The answer must be the full listing, restated word for word.

▶ _Listed records_
########################################

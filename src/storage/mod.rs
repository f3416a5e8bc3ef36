//! Checkpoint storage.
//!
//! Rooms checkpoint a `RoomSnapshot` under `room:<CODE>` after every
//! applied action; the lobby stores its presence map under
//! `lobby:presence`. Values are bincode. Storage failures are logged by the
//! callers and never take an actor down.

mod error;
mod file;
mod memory;
mod traits;

pub use error::{Result, StorageError};
pub use file::FileStore;
pub use memory::MemoryStore;
pub use traits::{room_key, SnapshotStore, SnapshotStoreExt, LOBBY_PRESENCE_KEY};
//! Combat: who may attack what, and what an attack does.

mod resolver;

pub use resolver::{Attacker, CombatOutcome, CombatResolver, TargetList};
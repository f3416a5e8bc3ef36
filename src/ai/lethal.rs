//! Lethal search.
//!
//! A depth-first search over this turn's attacks and plays looking for a
//! line that kills the enemy hero before the turn ends. The search is
//! bounded by a node budget and skips any branch where even the most
//! optimistic damage count cannot reach the enemy's health and armor.

use tracing::debug;

use crate::cards::{CardType, Keyword};
use crate::core::{GameAction, GameState, Side, Target};
use crate::effects::{EffectKind, TargetSelector};
use crate::rules::RulesEngine;

/// Bounded DFS for a kill this turn.
#[derive(Clone, Copy, Debug)]
pub struct LethalSearch {
    budget: usize,
}

impl LethalSearch {
    #[must_use]
    pub fn new(budget: usize) -> Self {
        Self { budget }
    }

    #[must_use]
    pub fn budget(&self) -> usize {
        self.budget
    }

    /// Find a sequence of actions that wins the game for `side` this turn.
    ///
    /// Returns `None` when no line exists or the budget ran out first.
    pub fn find<E: RulesEngine>(&self, engine: &E, state: &GameState, side: Side) -> Option<Vec<GameAction>> {
        if self.budget == 0 || state.current_turn != side || state.is_over() {
            return None;
        }
        let mut line = Vec::new();
        let mut nodes = 0;
        let found = self.dfs(engine, state, side, &mut line, &mut nodes);
        debug!(%side, nodes, found, "lethal search");
        found.then_some(line)
    }

    fn dfs<E: RulesEngine>(
        &self,
        engine: &E,
        state: &GameState,
        side: Side,
        line: &mut Vec<GameAction>,
        nodes: &mut usize,
    ) -> bool {
        let enemy = state.player(side.other());
        if let Some(bound) = max_face_damage(state, side) {
            if bound < enemy.health + enemy.armor {
                return false;
            }
        }

        for action in candidates(engine, state, side) {
            if *nodes >= self.budget {
                return false;
            }
            *nodes += 1;

            let mut next = state.clone();
            if engine.apply_action(&mut next, side, &action).is_err() {
                continue;
            }
            line.push(action);
            match engine.is_terminal(&next) {
                Some(result) if result.is_winner(side) => return true,
                Some(_) => {}
                None => {
                    if self.dfs(engine, &next, side, line, nodes) {
                        return true;
                    }
                }
            }
            line.pop();
        }
        false
    }
}

impl Default for LethalSearch {
    fn default() -> Self {
        Self::new(1_000)
    }
}

/// Actions worth trying when looking for lethal, face hits first.
///
/// Vanilla minions without Charge or Rush cannot add damage this turn and
/// are left out.
fn candidates<E: RulesEngine>(engine: &E, state: &GameState, side: Side) -> Vec<GameAction> {
    let face = Target::Hero(side.other());
    let player = state.player(side);
    let mut actions: Vec<GameAction> = engine
        .legal_actions(state, side)
        .into_iter()
        .filter(|action| match action {
            GameAction::EndTurn => false,
            GameAction::PlayCard { instance_id, .. } => player
                .hand_index(*instance_id)
                .map(|i| &player.hand[i].card)
                .is_some_and(|card| {
                    card.card_type != CardType::Minion
                        || card.effect.is_some()
                        || card.keywords.contains(Keyword::Charge)
                        || card.keywords.contains(Keyword::Rush)
                }),
            _ => true,
        })
        .collect();
    actions.sort_by_key(|action| match action {
        GameAction::Attack { target_id, .. } | GameAction::HeroAttack { target_id } if *target_id == face => 0,
        GameAction::PlayCard { .. } => 1,
        _ => 2,
    });
    actions
}

/// Upper bound on the damage `side` can put on the enemy hero this turn.
///
/// Ignores Taunt and the mana shared between cards. `None` when the hand
/// holds something whose contribution cannot be bounded cheaply (buffs,
/// summons, card draw, mana refresh).
#[must_use]
pub fn max_face_damage(state: &GameState, side: Side) -> Option<i32> {
    let player = state.player(side);
    let mut total = 0;

    for minion in player.board.iter() {
        if minion.ready() && !minion.restricted_to_minions() {
            total += minion.attack * i32::from(minion.max_attacks() - minion.attacks_this_turn);
        }
    }
    if let Some(weapon) = &player.weapon {
        let swings = weapon.max_attacks().saturating_sub(player.hero_attacks_this_turn);
        total += weapon.attack * i32::from(swings).min(weapon.durability.max(0));
    }

    for instance in player.hand.iter() {
        let card = &instance.card;
        if card.mana_cost > player.mana {
            continue;
        }
        let swings = if card.keywords.contains(Keyword::Windfury) { 2 } else { 1 };
        match card.card_type {
            CardType::Minion if card.keywords.contains(Keyword::Charge) => total += card.attack * swings,
            CardType::Weapon => total += card.attack * swings.min(card.durability.max(0)),
            _ => {}
        }
        if let Some(effect) = &card.effect {
            match effect.kind {
                EffectKind::Damage { amount } if can_hit_enemy_hero(effect.target) => total += amount,
                EffectKind::Damage { .. } | EffectKind::Heal { .. } | EffectKind::Destroy => {}
                EffectKind::Buff { .. }
                | EffectKind::Draw { .. }
                | EffectKind::Summon { .. }
                | EffectKind::RefreshMana { .. } => return None,
            }
        }
    }
    Some(total)
}

fn can_hit_enemy_hero(selector: TargetSelector) -> bool {
    matches!(
        selector,
        TargetSelector::None
            | TargetSelector::AnyCharacter
            | TargetSelector::EnemyHero
            | TargetSelector::RandomEnemyCharacter
    )
}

########################################

▶ _Result of the exercise_
filename src/storage/mod.rs
repository f3416a5e8bc3ef36
//! Checkpoint storage.
//!
//! Rooms checkpoint a `RoomSnapshot` under `room:<CODE>` after every
//! applied action; the lobby stores its presence map under
//! `lobby:presence`. Values are bincode. Storage failures are logged by the
//! callers and never take an actor down.

mod error;
mod file;
mod memory;
mod traits;

pub use error::{Result, StorageError};
pub use file::FileStore;
pub use memory::MemoryStore;
pub use traits::{room_key, SnapshotStore, SnapshotStoreExt, LOBBY_PRESENCE_KEY};
//! Combat: who may attack what, and what an attack does.

mod resolver;

pub use resolver::{Attacker, CombatOutcome, CombatResolver, TargetList};
repository f3416a5e8bc3ef36
filename src/ai/lethal.rs
//! Lethal search.
//!
//! A depth-first search over this turn's attacks and plays looking for a
//! line that kills the enemy hero before the turn ends. The search is
//! bounded by a node budget and skips any branch where even the most
//! optimistic damage count cannot reach the enemy's health and armor.

use tracing::debug;

use crate::cards::{CardType, Keyword};
use crate::core::{GameAction, GameState, Side, Target};
use crate::effects::{EffectKind, TargetSelector};
use crate::rules::RulesEngine;

/// Bounded DFS for a kill this turn.
#[derive(Clone, Copy, Debug)]
pub struct LethalSearch {
    budget: usize,
}

impl LethalSearch {
    #[must_use]
    pub fn new(budget: usize) -> Self {
        Self { budget }
    }

    #[must_use]
    pub fn budget(&self) -> usize {
        self.budget
    }

    /// Find a sequence of actions that wins the game for `side` this turn.
    ///
    /// Returns `None` when no line exists or the budget ran out first.
    pub fn find<E: RulesEngine>(&self, engine: &E, state: &GameState, side: Side) -> Option<Vec<GameAction>> {
        if self.budget == 0 || state.current_turn != side || state.is_over() {
            return None;
        }
        let mut line = Vec::new();
        let mut nodes = 0;
        let found = self.dfs(engine, state, side, &mut line, &mut nodes);
        debug!(%side, nodes, found, "lethal search");
        found.then_some(line)
    }

    fn dfs<E: RulesEngine>(
        &self,
        engine: &E,
        state: &GameState,
        side: Side,
        line: &mut Vec<GameAction>,
        nodes: &mut usize,
    ) -> bool {
        let enemy = state.player(side.other());
        if let Some(bound) = max_face_damage(state, side) {
            if bound < enemy.health + enemy.armor {
                return false;
            }
        }

        for action in candidates(engine, state, side) {
            if *nodes >= self.budget {
                return false;
            }
            *nodes += 1;

            let mut next = state.clone();
            if engine.apply_action(&mut next, side, &action).is_err() {
                continue;
            }
            line.push(action);
            match engine.is_terminal(&next) {
                Some(result) if result.is_winner(side) => return true,
                Some(_) => {}
                None => {
                    if self.dfs(engine, &next, side, line, nodes) {
                        return true;
                    }
                }
            }
            line.pop();
        }
        false
    }
}

impl Default for LethalSearch {
    fn default() -> Self {
        Self::new(1_000)
    }
}

/// Actions worth trying when looking for lethal, face hits first.
///
/// Vanilla minions without Charge or Rush cannot add damage this turn and
/// are left out.
fn candidates<E: RulesEngine>(engine: &E, state: &GameState, side: Side) -> Vec<GameAction> {
    let face = Target::Hero(side.other());
    let player = state.player(side);
    let mut actions: Vec<GameAction> = engine
        .legal_actions(state, side)
        .into_iter()
        .filter(|action| match action {
            GameAction::EndTurn => false,
            GameAction::PlayCard { instance_id, .. } => player
                .hand_index(*instance_id)
                .map(|i| &player.hand[i].card)
                .is_some_and(|card| {
                    card.card_type != CardType::Minion
                        || card.effect.is_some()
                        || card.keywords.contains(Keyword::Charge)
                        || card.keywords.contains(Keyword::Rush)
                }),
            _ => true,
        })
        .collect();
    actions.sort_by_key(|action| match action {
        GameAction::Attack { target_id, .. } | GameAction::HeroAttack { target_id } if *target_id == face => 0,
        GameAction::PlayCard { .. } => 1,
        _ => 2,
    });
    actions
}

/// Upper bound on the damage `side` can put on the enemy hero this turn.
///
/// Ignores Taunt and the mana shared between cards. `None` when the hand
/// holds something whose contribution cannot be bounded cheaply (buffs,
/// summons, card draw, mana refresh).
#[must_use]
pub fn max_face_damage(state: &GameState, side: Side) -> Option<i32> {
    let player = state.player(side);
    let mut total = 0;

    for minion in player.board.iter() {
        if minion.ready() && !minion.restricted_to_minions() {
            total += minion.attack * i32::from(minion.max_attacks() - minion.attacks_this_turn);
        }
    }
    if let Some(weapon) = &player.weapon {
        let swings = weapon.max_attacks().saturating_sub(player.hero_attacks_this_turn);
        total += weapon.attack * i32::from(swings).min(weapon.durability.max(0));
    }

    for instance in player.hand.iter() {
        let card = &instance.card;
        if card.mana_cost > player.mana {
            continue;
        }
        let swings = if card.keywords.contains(Keyword::Windfury) { 2 } else { 1 };
        match card.card_type {
            CardType::Minion if card.keywords.contains(Keyword::Charge) => total += card.attack * swings,
            CardType::Weapon => total += card.attack * swings.min(card.durability.max(0)),
            _ => {}
        }
        if let Some(effect) = &card.effect {
            match effect.kind {
                EffectKind::Damage { amount } if can_hit_enemy_hero(effect.target) => total += amount,
                EffectKind::Damage { .. } | EffectKind::Heal { .. } | EffectKind::Destroy => {}
                EffectKind::Buff { .. }
                | EffectKind::Draw { .. }
                | EffectKind::Summon { .. }
                | EffectKind::RefreshMana { .. } => return None,
            }
        }
    }
    Some(total)
}

fn can_hit_enemy_hero(selector: TargetSelector) -> bool {
    matches!(
        selector,
        TargetSelector::None
            | TargetSelector::AnyCharacter
            | TargetSelector::EnemyHero
            | TargetSelector::RandomEnemyCharacter
    )
}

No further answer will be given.